I think art can have value without being particularly saleable. And with certain kinds of art, the fact that it's popular and lucrative may even be a sign that it's crass and inauthentic. Think Damien Hirst and Andy Warhol.
> I value lots of works of art very highly, but I've hardly ever considered buying art.
Then either the art you admire is way out of your price range (I admire Alphonse Mucha, but I don't own any originals!), or the artists you admire are doing a poor job of letting you know that their work is affordable, and would add to your quality of life.
"The principle of revealed preference." If he's not buying it, he's not really valuing it. Like the old joke about two economists who walk past a porsche. One remarks that he'd give anything to own that car --- the other responds, "Clearly not."
No. There are other kinds of value besides monetary value.
An artwork is not a porsche. Even if I had anywhere near enough money to buy a Kiefer, there would be no room for it in my house, and it would not belong there anyway. I think it is valuable simply that Kiefer's paintings exist, and would be even if museum's weren't willing to pay for them.
Speaking as a Starving Artist, I've noticed that part of the problem lies in artists trying to achieve success by aping corporate methods, which rarely work for an individual artist. I did that for awhile, and it got me absolutely nowhere.
There's also this attitude (in the US, at least) that you're a failure if you're not instantly successful. Rare is the artist who takes the time to build a solid foundation of fans/patrons. You're going to eat a lot of ramen in those years, but the base you build will be solid enough to build a house on.
It also helps to be unflaky. The article mentions artists as being elitists at least once, and that's an unfortunate stereotype. It's a stereotype you have to fight against in the minds of your fans, and you've got to fight it in yourself sometimes, too.
I'm still poor--by standard American standards. However, I live in a 4-bedroom house with a bedroom all to myself as a studio.
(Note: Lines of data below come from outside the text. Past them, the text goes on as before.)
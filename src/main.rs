use anyhow::{bail, Context, Result};
use clap::{ArgAction, Args as ClapArgs, Parser, Subcommand};
use dotenv::dotenv;
use once_cell::sync::OnceCell;
use tailor_rs::adk::analyst::{Analyst, ModelAnalyst};
use tailor_rs::adk::model::anthropic::AnthropicModel;
use tailor_rs::tailor::config::PipelineConfig;
use tailor_rs::tailor::documents;
use tailor_rs::tailor::ui::{self, TerminalSelector};
use tailor_rs::tailor::workflow::checkpoint::{
    normalize_selection, ApprovalPolicy, SelectionPrompt, Selector,
};
use tailor_rs::tailor::workflow::graph::GraphRun;
use tailor_rs::tailor::workflow::pipeline::{Pipeline, PipelineInputs, RunOptions, StageSet};
use tailor_rs::tailor::workflow::state::PipelineState;
use tailor_rs::tailor::workflow::types::Severity;

use std::path::{Path, PathBuf};
use std::sync::Arc;

static ANALYST: OnceCell<Arc<dyn Analyst>> = OnceCell::new();

#[derive(Parser, Debug)]
#[command(author, version, about = "Tailor a LaTeX resume to a job description", long_about = None)]
struct Args {
    #[command(subcommand)]
    command: Commands,
}

#[derive(ClapArgs, Debug)]
struct InputArgs {
    /// Path to the LaTeX resume
    #[arg(short, long)]
    resume: PathBuf,

    /// Path to the job description
    #[arg(short, long)]
    job: PathBuf,
}

#[derive(Subcommand, Debug)]
enum Commands {
    /// Analyze, select, and apply edits in one session
    Optimize {
        #[command(flatten)]
        inputs: InputArgs,

        /// Where to write the edited resume (default: <resume>_optimized.tex)
        #[arg(short, long)]
        output: Option<PathBuf>,

        /// Never prompt; apply by --auto-priority (or everything)
        #[arg(long)]
        auto: bool,

        /// Apply recommendations up to this priority (1 = highest)
        #[arg(long, value_parser = clap::value_parser!(u8).range(1..=5))]
        auto_priority: Option<u8>,

        /// Skip the gap checkpoint and address every gap
        #[arg(long)]
        no_gap_selection: bool,

        /// Select gaps at this severity or above without prompting
        #[arg(long)]
        auto_gap_severity: Option<Severity>,

        /// Do not print a diff of the edited resume
        #[arg(long = "no-diff", action = ArgAction::SetFalse)]
        show_diff: bool,

        /// Save the final state as a JSON snapshot
        #[arg(long)]
        save_state: Option<PathBuf>,

        /// Replace the output file if it exists
        #[arg(long)]
        overwrite: bool,

        /// YAML configuration file
        #[arg(short, long)]
        config: Option<PathBuf>,
    },
    /// Analyze only; recommendations are left for a later `apply`
    Analyze {
        #[command(flatten)]
        inputs: InputArgs,

        /// Select gaps at this severity or above
        #[arg(long)]
        auto_gap_severity: Option<Severity>,

        /// Save the state so `apply` can resume from it
        #[arg(long)]
        save_state: Option<PathBuf>,

        #[arg(short, long)]
        config: Option<PathBuf>,
    },
    /// Apply accepted recommendations from a saved state
    Apply {
        /// Snapshot written by `analyze --save-state`
        #[arg(short, long)]
        state: PathBuf,

        /// Recommendation ids to apply, comma separated
        #[arg(short, long, value_delimiter = ',')]
        accept: Vec<String>,

        /// Inputs used if the snapshot cannot be resumed
        #[arg(short, long, requires = "job")]
        resume: Option<PathBuf>,

        #[arg(short, long, requires = "resume")]
        job: Option<PathBuf>,

        /// Do not print a diff of the edited resume
        #[arg(long = "no-diff", action = ArgAction::SetFalse)]
        show_diff: bool,

        #[arg(short, long)]
        output: Option<PathBuf>,

        #[arg(long)]
        overwrite: bool,

        #[arg(short, long)]
        config: Option<PathBuf>,
    },
}

/// Build the analyst once per process
fn analyst(config: &PipelineConfig) -> Result<Arc<dyn Analyst>> {
    ANALYST
        .get_or_try_init(|| {
            let model =
                AnthropicModel::with_base_url(config.model.name.clone(), config.model.base_url.clone())?;
            log::info!("Using model: {}", model.model_name());
            let analyst = ModelAnalyst::new(Arc::new(model)).with_temperature(config.model.temperature);
            Ok::<Arc<dyn Analyst>, tailor_rs::adk::error::TailorError>(Arc::new(analyst))
        })
        .cloned()
        .context("failed to initialize the analysis model")
}

fn load_config(path: Option<&Path>) -> Result<PipelineConfig> {
    PipelineConfig::load(path).context("failed to load configuration")
}

fn read_inputs(inputs: &InputArgs) -> Result<PipelineInputs> {
    println!("Reading resume from: {}", inputs.resume.display());
    let document = documents::read_text(&inputs.resume)?;
    println!("Reading job description from: {}", inputs.job.display());
    let requirements = documents::read_text(&inputs.job)?;

    Ok(PipelineInputs {
        document,
        requirements,
        document_path: Some(inputs.resume.display().to_string()),
        requirements_path: Some(inputs.job.display().to_string()),
    })
}

fn report(run: &GraphRun) {
    let state = &run.state;
    if !state.errors.is_empty() {
        println!("\nWorkflow completed with errors:");
        for error in state.error_messages() {
            println!("  - {}", error);
        }
    }
    if !state.applied_changes.is_empty() {
        println!("\nApplied changes:\n{}", ui::changes_table(&state.applied_changes));
    }
    println!("\nFinal results:\n{}", ui::summary_table(state));
    log::debug!("Run took {} ms", run.elapsed().num_milliseconds());
}

fn print_diff(state: &PipelineState) {
    let Some(modified) = &state.modified_document else {
        return;
    };
    match ui::unified_diff(&state.source_document, modified) {
        Some(diff) => println!("\nResume diff:\n{}", diff),
        None => println!("\nNo changes detected between the original and optimized resume."),
    }
}

fn write_outputs(
    state: &PipelineState,
    output: Option<PathBuf>,
    fallback_input: Option<&Path>,
    overwrite: bool,
) -> Result<()> {
    let modified = match &state.modified_document {
        Some(modified) if *modified != state.source_document => modified,
        _ => {
            println!("\nNo modifications were made to the resume.");
            return Ok(());
        }
    };
    let path = match (output, fallback_input) {
        (Some(path), _) => path,
        (None, Some(input)) => documents::output_path(input, documents::OUTPUT_SUFFIX),
        (None, None) => bail!("no output path given and the saved state has no resume path"),
    };
    documents::write_text(&path, modified, overwrite)?;
    println!("\nOptimized resume saved to: {}", path.display());
    Ok(())
}

fn save_state(path: Option<&Path>, state: &PipelineState) -> Result<()> {
    if let Some(path) = path {
        documents::save_snapshot(path, state)
            .with_context(|| format!("failed to save state to {}", path.display()))?;
        println!("State saved to: {}", path.display());
    }
    Ok(())
}

#[tokio::main]
async fn main() -> Result<()> {
    dotenv().ok();
    env_logger::init();

    let args = Args::parse();

    match args.command {
        Commands::Optimize {
            inputs,
            output,
            auto,
            auto_priority,
            no_gap_selection,
            auto_gap_severity,
            show_diff,
            save_state: snapshot,
            overwrite,
            config,
        } => {
            let config = load_config(config.as_deref())?;
            let analyst = analyst(&config)?;
            let pipeline_inputs = read_inputs(&inputs)?;

            let terminal: Arc<dyn Selector> = Arc::new(TerminalSelector::stdin());
            let interactive = !auto;
            let approval = match (interactive, auto_priority) {
                (true, _) => ApprovalPolicy::Deferred,
                (false, Some(priority)) => ApprovalPolicy::AutoPriority(priority),
                (false, None) => ApprovalPolicy::ApplyAll,
            };
            let gap_selector = interactive.then(|| terminal.clone());
            let options = RunOptions {
                interactive_gap_selection: (interactive && !no_gap_selection)
                    || auto_gap_severity.is_some(),
                auto_gap_severity,
            };

            let pipeline = Pipeline::new(StageSet::new(analyst, &config, gap_selector, approval))?;

            println!("\nRunning optimization workflow...\n");
            let mut run = pipeline.run(&pipeline_inputs, &options).await?;

            if run.state.awaiting_selection {
                let prompt = SelectionPrompt::for_recommendations(&run.state.recommendations);
                let mut raw = terminal.select(&prompt).await?;
                if let Some(priority) = auto_priority {
                    // Threshold picks are always included
                    raw.extend(prompt.ids_up_to_rank(priority));
                }
                let accepted = normalize_selection(&prompt, raw);

                if accepted.is_empty() {
                    println!("\nNo recommendations selected.");
                } else {
                    println!("\nApplying {} selected recommendations...\n", accepted.len());
                }
                run = pipeline
                    .resume_deferred(run, &pipeline_inputs, accepted)
                    .await?;
            }

            if show_diff {
                print_diff(&run.state);
            }
            report(&run);
            write_outputs(&run.state, output, Some(&inputs.resume), overwrite)?;
            save_state(snapshot.as_deref(), &run.state)?;
        }
        Commands::Analyze {
            inputs,
            auto_gap_severity,
            save_state: snapshot,
            config,
        } => {
            let config = load_config(config.as_deref())?;
            let analyst = analyst(&config)?;
            let pipeline_inputs = read_inputs(&inputs)?;

            let options = RunOptions {
                interactive_gap_selection: auto_gap_severity.is_some(),
                auto_gap_severity,
            };
            let pipeline =
                Pipeline::new(StageSet::new(analyst, &config, None, ApprovalPolicy::Deferred))?;
            let run = pipeline.run(&pipeline_inputs, &options).await?;

            let prompt = SelectionPrompt::for_recommendations(&run.state.recommendations);
            if !prompt.is_empty() {
                println!("\n{}:\n{}", prompt.title, ui::selection_table(&prompt));
            }
            report(&run);
            save_state(snapshot.as_deref(), &run.state)?;
        }
        Commands::Apply {
            state,
            accept,
            resume,
            job,
            show_diff,
            output,
            overwrite,
            config,
        } => {
            if accept.is_empty() {
                println!("No recommendations accepted; nothing to apply.");
                return Ok(());
            }
            let config = load_config(config.as_deref())?;
            let analyst = analyst(&config)?;

            let previous = match documents::load_snapshot(&state) {
                Ok(previous) => Some(previous),
                Err(e) => {
                    log::warn!("Could not load {}: {}", state.display(), e);
                    None
                }
            };

            let pipeline_inputs = match (&resume, &job) {
                (Some(resume), Some(job)) => read_inputs(&InputArgs {
                    resume: resume.clone(),
                    job: job.clone(),
                })?,
                _ => match &previous {
                    Some(previous) => PipelineInputs {
                        document: previous.source_document.clone(),
                        requirements: previous.requirements_text.clone(),
                        document_path: previous.document_path.clone(),
                        requirements_path: previous.requirements_path.clone(),
                    },
                    None => bail!(
                        "{} could not be loaded; pass --resume and --job to start over",
                        state.display()
                    ),
                },
            };

            let pipeline =
                Pipeline::new(StageSet::new(analyst, &config, None, ApprovalPolicy::ApplyAll))?;
            let run = pipeline
                .apply_selection(previous, &pipeline_inputs, accept)
                .await?;

            if show_diff {
                print_diff(&run.state);
            }
            report(&run);
            let fallback = pipeline_inputs.document_path.as_deref().map(Path::new);
            write_outputs(&run.state, output, fallback, overwrite)?;
        }
    }

    Ok(())
}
I have cable internet, A/C, two cars, and a couple different computers--one for working on and another which serves as a file server for the studio.
It's slow and it's grueling, but it's making me a better, healthier person. Making your own bread (for example) is not only cheaper, it's better for you. And the stupid impulse purchases I made when I had a Day Job are no more. I sold off many of the things which were cluttering up my house just because I bought them on a whim. My credit cards are used only in emergencies, and are always paid up ASAP.
I'm currently working on $650 worth of private commissions. Ten years ago, that meant that I'd be doing 12 projects at the same time. However, after taking the time to work up a rock-solid fanbase, I can happily say that the $650 is coming from only three different projects.
Now, if that sort of thing could be a little more regular...but that's the preconceived notions talking again.
It's a rollercoaster ride, but it sure beats all the years I spent answering the phones in my tech support Day Job. :)
> Rare is the artist who takes the time to build a solid foundation of fans/patrons.
Amen. I'm just getting back into music as my next "career" move (touring musician/technomad starting 2010 :). This year has been spent getting the small stuff in place and slowly building a listener-base online and around town. Blogging, twittering, posting songs for feedback, playing open mic nights, joining song circles, networking. Mostly the type of stuff any real business person has to do to make their business succeed, and for artists it's no different.
I've been self-employed for 8 years now (time flies!), and I know over-night successes are fiction. It's a constant struggle to maintain or improve where you're at. Things are made to appear over-night when they took years getting to the point where the forward motion reached that level. I'm hoping to take the same approach to slowly building a music career, and I don't expect it to take just a few years. It will take as long as it takes, doing what it takes, but it's the only approach that works. It's great to hear of others doing the same thing too, right on! That's the main reason why I love HN as a community.
One story that stuck with me, cheesy as it was, was from a speaker I saw back in high school. He was talking about how you see a basketball star, or the math wiz in class, or your favourite band, and how it's easy to say "wow, that's magic!" as if they were just born with the natural aptitude and were instantly where they are today. He said that what's magic is what you don't see, Michael Jordan practicing every day for hours, the band rehearsing and playing small gigs for 10 years, the math wiz actually doing his homework. I always took that to mean we make our own magic happen when people aren't looking :)
> It will take as long as it takes, doing what it takes, but it's the only approach that works.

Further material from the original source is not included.